Este martes 17 de marzo se hizo efectiva la salida formal de Argentina de la Organización Mundial de la Salud. El canciller Pablo Quirno lo confirmó. La notificación al secretario general de la ONU se había hecho el 17 de marzo de 2025, y la Convención de Viena establece que la retirada tarda un año en ser efectiva. Pasó el año.
¿Qué cambia en la práctica? Argentina deja de participar en los programas, fondos y foros técnicos coordinados por la OMS, que tiene su sede en Ginebra y agrupa a 194 países. Sin embargo, el país mantiene su membresía en la Organización Panamericana de la Salud (OPS), el organismo regional vinculado al sistema.

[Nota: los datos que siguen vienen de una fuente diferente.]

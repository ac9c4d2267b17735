// src/pipeline/feed.rs

//! Feed merging and RSS rendering.
//!
//! Items from all sources are ordered newest first by publication time,
//! across sources, and rendered as one RSS 2.0 document.

use std::borrow::Cow;

use chrono::{DateTime, Utc};
use quick_xml::Writer;
use quick_xml::escape::escape;
use quick_xml::events::{BytesDecl, BytesEnd, BytesStart, BytesText, Event};
use unicode_segmentation::UnicodeSegmentation;

use crate::error::{AppError, Result};
use crate::models::{FeedConfig, ItemRecord};

/// RFC 822 timestamp as used by RSS `pubDate` / `lastBuildDate`.
pub fn rss_timestamp(at: &DateTime<Utc>) -> String {
    at.format("%a, %d %b %Y %H:%M:%S GMT").to_string()
}

/// Order items newest first by publication time. Ties keep no particular order.
pub fn merge_items(mut items: Vec<ItemRecord>) -> Vec<ItemRecord> {
    items.sort_by(|a, b| b.published_at.cmp(&a.published_at));
    items
}

/// Renders merged items into an RSS document.
pub struct FeedBuilder<'a> {
    config: &'a FeedConfig,
}

impl<'a> FeedBuilder<'a> {
    pub fn new(config: &'a FeedConfig) -> Self {
        Self { config }
    }

    /// Entry title: the first `title_max_chars` characters of the body.
    pub fn entry_title(&self, body: &str) -> String {
        let body = body.trim();
        if body.is_empty() {
            return self.config.untitled.clone();
        }

        let graphemes: Vec<&str> = body.graphemes(true).collect();
        if graphemes.len() <= self.config.title_max_chars {
            return body.to_string();
        }

        let mut title = graphemes[..self.config.title_max_chars].concat();
        title.push_str(&self.config.truncation_marker);
        title
    }

    /// Entry description as HTML: the body plus an inline image for media.
    pub fn entry_description(&self, item: &ItemRecord) -> String {
        let mut html = escape(item.body.as_str()).replace('\n', "<br>");
        if let Some(media) = &item.media_ref {
            html.push_str(&format!("<br><img src=\"{}\">", escape(media.as_str())));
        }
        html
    }

    /// Merge and render the crawl result set.
    pub fn render(&self, items: Vec<ItemRecord>, built_at: DateTime<Utc>) -> Result<String> {
        let items = merge_items(items);
        let mut writer = Writer::new_with_indent(Vec::new(), b' ', 2);

        writer.write_event(Event::Decl(BytesDecl::new("1.0", Some("UTF-8"), None)))?;
        writer.write_event(Event::Start(
            BytesStart::new("rss").with_attributes([("version", "2.0")]),
        ))?;
        writer.write_event(Event::Start(BytesStart::new("channel")))?;

        write_text_element(&mut writer, "title", &self.config.title)?;
        write_text_element(&mut writer, "link", &self.config.link)?;
        write_text_element(&mut writer, "description", &self.config.description)?;
        write_text_element(&mut writer, "language", &self.config.language)?;
        write_text_element(&mut writer, "lastBuildDate", &rss_timestamp(&built_at))?;

        for item in &items {
            self.write_item(&mut writer, item)?;
        }

        writer.write_event(Event::End(BytesEnd::new("channel")))?;
        writer.write_event(Event::End(BytesEnd::new("rss")))?;

        String::from_utf8(writer.into_inner())
            .map_err(|e| AppError::validation(format!("rendered feed is not UTF-8: {e}")))
    }

    fn write_item(&self, writer: &mut Writer<Vec<u8>>, item: &ItemRecord) -> Result<()> {
        writer.write_event(Event::Start(BytesStart::new("item")))?;

        write_text_element(writer, "title", &self.entry_title(&item.body))?;
        write_text_element(writer, "link", &item.permalink)?;

        writer.write_event(Event::Start(
            BytesStart::new("guid").with_attributes([("isPermaLink", "true")]),
        ))?;
        writer.write_event(Event::Text(BytesText::new(&xml_safe(&item.permalink))))?;
        writer.write_event(Event::End(BytesEnd::new("guid")))?;

        write_text_element(writer, "description", &self.entry_description(item))?;
        write_text_element(writer, "pubDate", &rss_timestamp(&item.published_at))?;
        write_text_element(writer, "category", &item.source_id)?;

        writer.write_event(Event::End(BytesEnd::new("item")))?;
        Ok(())
    }
}

/// Drop characters XML 1.0 does not allow in a document.
fn xml_safe(text: &str) -> Cow<'_, str> {
    fn allowed(c: char) -> bool {
        matches!(c, '\t' | '\n' | '\r') || (c >= ' ' && c != '\u{FFFE}' && c != '\u{FFFF}')
    }

    if text.chars().all(allowed) {
        Cow::Borrowed(text)
    } else {
        Cow::Owned(text.chars().filter(|&c| allowed(c)).collect())
    }
}

fn write_text_element(writer: &mut Writer<Vec<u8>>, name: &str, text: &str) -> Result<()> {
    writer.write_event(Event::Start(BytesStart::new(name)))?;
    writer.write_event(Event::Text(BytesText::new(&xml_safe(text))))?;
    writer.write_event(Event::End(BytesEnd::new(name)))?;
    Ok(())
}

La postura del Gobierno es clara y la repitió Adorni hace meses: “Los argentinos no vamos a permitir que un organismo internacional intervenga” en la soberanía sanitaria nacional. La decisión se alineó con la de Trump, quien también tomó distancia de la OMS bajo el argumento de cuestionamientos a su manejo del COVID.
Lo que queda por ver es si Argentina puede construir los sistemas de vigilancia epidemiológica propios que prometió. Por ahora, el país sale del club más importante de la salud global. ¿Con qué red de reemplazo?